Wind erosion resulting from soil degradation is a significant problem in Iran's Baluchistan region. This study evaluated the accuracy of remote sensing models in assessing degradation severity through field studies. Sentinel-2 Multispectral Imager's (MSI) Level-1C satellite data was used to map Rutak's degradation severity in Saravan. The relationship between surface albedo and spectral indices (NDVI, SAVI, MSAVI, BSI, TGSI) was assessed. Linear regression establishes correlations between the albedo and each index, producing a degradation severity map categorized into five classes based on albedo and spectral indices. Accuracy was tested with 100 ground control points and field observations. The Mann-Whitney U-Test compares remote sensing models with field data. Results showed no significant difference (P > 0.05) between NDVI, SAVI, and MSAVI models with field data, while BSI and TGSI models exhibited significant differences (P ≤ 0.001). The best model, BSI-NDVI, achieves a regression coefficient of 0.86. This study demonstrates the advantage of remote sensing technology for mapping and monitoring degraded areas, providing valuable insights into land degradation assessment in Baluchistan. By accurately identifying severity levels, informed interventions can be implemented to mitigate wind erosion and combat soil degradation in the region.
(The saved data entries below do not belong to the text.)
//! Monitoring diagnostics entry point
//!
//! Opens the monitoring store and prints one report as JSON:
//! - `health` - current health report
//! - `weekly <guild>` / `monthly <guild>` - usage rollups
//! - `stats <guild> [days]` - command statistics
//! - `perf <guild> [days]` - slowest commands and bottlenecks

use anyhow::{bail, Context, Result};
use dotenvy::dotenv;
use log::info;
use serde::Serialize;

use bot_monitoring::{Bottleneck, MonitoringConfig, MonitoringSystem, PerformanceStats, ReportPeriod};

const USAGE: &str = "usage: bot-monitor <health | weekly <guild> | monthly <guild> | stats <guild> [days] | perf <guild> [days]>";

#[derive(Serialize)]
struct PerformanceOverview {
    stats: PerformanceStats,
    bottlenecks: Vec<Bottleneck>,
}

fn print_json<T: Serialize>(value: &T) -> Result<()> {
    println!("{}", serde_json::to_string_pretty(value)?);
    Ok(())
}

fn guild_arg(args: &[String]) -> Result<&str> {
    match args.get(1) {
        Some(guild) => Ok(guild.as_str()),
        None => bail!("{USAGE}"),
    }
}

fn days_arg(args: &[String], default: u32) -> Result<u32> {
    match args.get(2) {
        Some(days) => days.parse().with_context(|| format!("Invalid day count: {days}")),
        None => Ok(default),
    }
}

#[tokio::main]
async fn main() -> Result<()> {
    // Load environment variables from .env file
    dotenv().ok();

    let config = MonitoringConfig::auto_load()?;

    env_logger::Builder::from_env(env_logger::Env::default().default_filter_or(&config.log_level)).init();

    let args: Vec<String> = std::env::args().skip(1).collect();
    let Some(command) = args.first() else {
        bail!("{USAGE}");
    };

    info!("Opening monitoring store at {}", config.database_path);
    let system = MonitoringSystem::open(&config).await?;

    match command.as_str() {
        "health" => print_json(&system.health.report(None).await),
        "weekly" => print_json(system.usage.report(guild_arg(&args)?, ReportPeriod::Weekly).await.value()),
        "monthly" => print_json(system.usage.report(guild_arg(&args)?, ReportPeriod::Monthly).await.value()),
        "stats" => {
            let guild = guild_arg(&args)?;
            print_json(system.logger.stats(guild, days_arg(&args, 7)?).await.value())
        }
        "perf" => {
            let guild = guild_arg(&args)?;
            let stats = system.performance.performance_stats(guild, days_arg(&args, 7)?).await.into_inner();
            let bottlenecks = system.performance.bottlenecks(guild, None).await.into_inner();
            print_json(&PerformanceOverview { stats, bottlenecks })
        }
        other => bail!("Unknown command '{other}'\n{USAGE}"),
    }
}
伊朗俾路支省的土壤退化导致风蚀,这是一个严重的问题。本研究通过实地研究评估了遥感模型评估退化严重程度的准确性。利用 Sentinel-2 多光谱成像仪(MSI)的 Level-1C 卫星数据对萨拉万的 Rutak 退化严重程度进行制图。评估了地表反照率与光谱指数(NDVI、SAVI、MSAVI、BSI、TGSI)之间的关系。线性回归建立了反照率与每个指数之间的相关性,根据反照率和光谱指数将退化严重程度图分为五类。用 100 个地面控制点和实地观测对精度进行了测试。曼-惠特尼 U 检验比较了遥感模型和实地数据。结果表明,NDVI、SAVI 和 MSAVI 模型与实地数据之间没有显著差异(P > 0.05),而 BSI 和 TGSI 模型则存在显著差异(P ≤ 0.001)。最佳模型 BSI-NDVI 的回归系数为 0.86。本研究证明了遥感技术在制图和监测退化区域方面的优势,为俾路支省土地退化评估提供了有价值的见解。通过准确识别严重程度级别,可以实施有针对性的干预措施,减轻该地区的风蚀和土壤退化。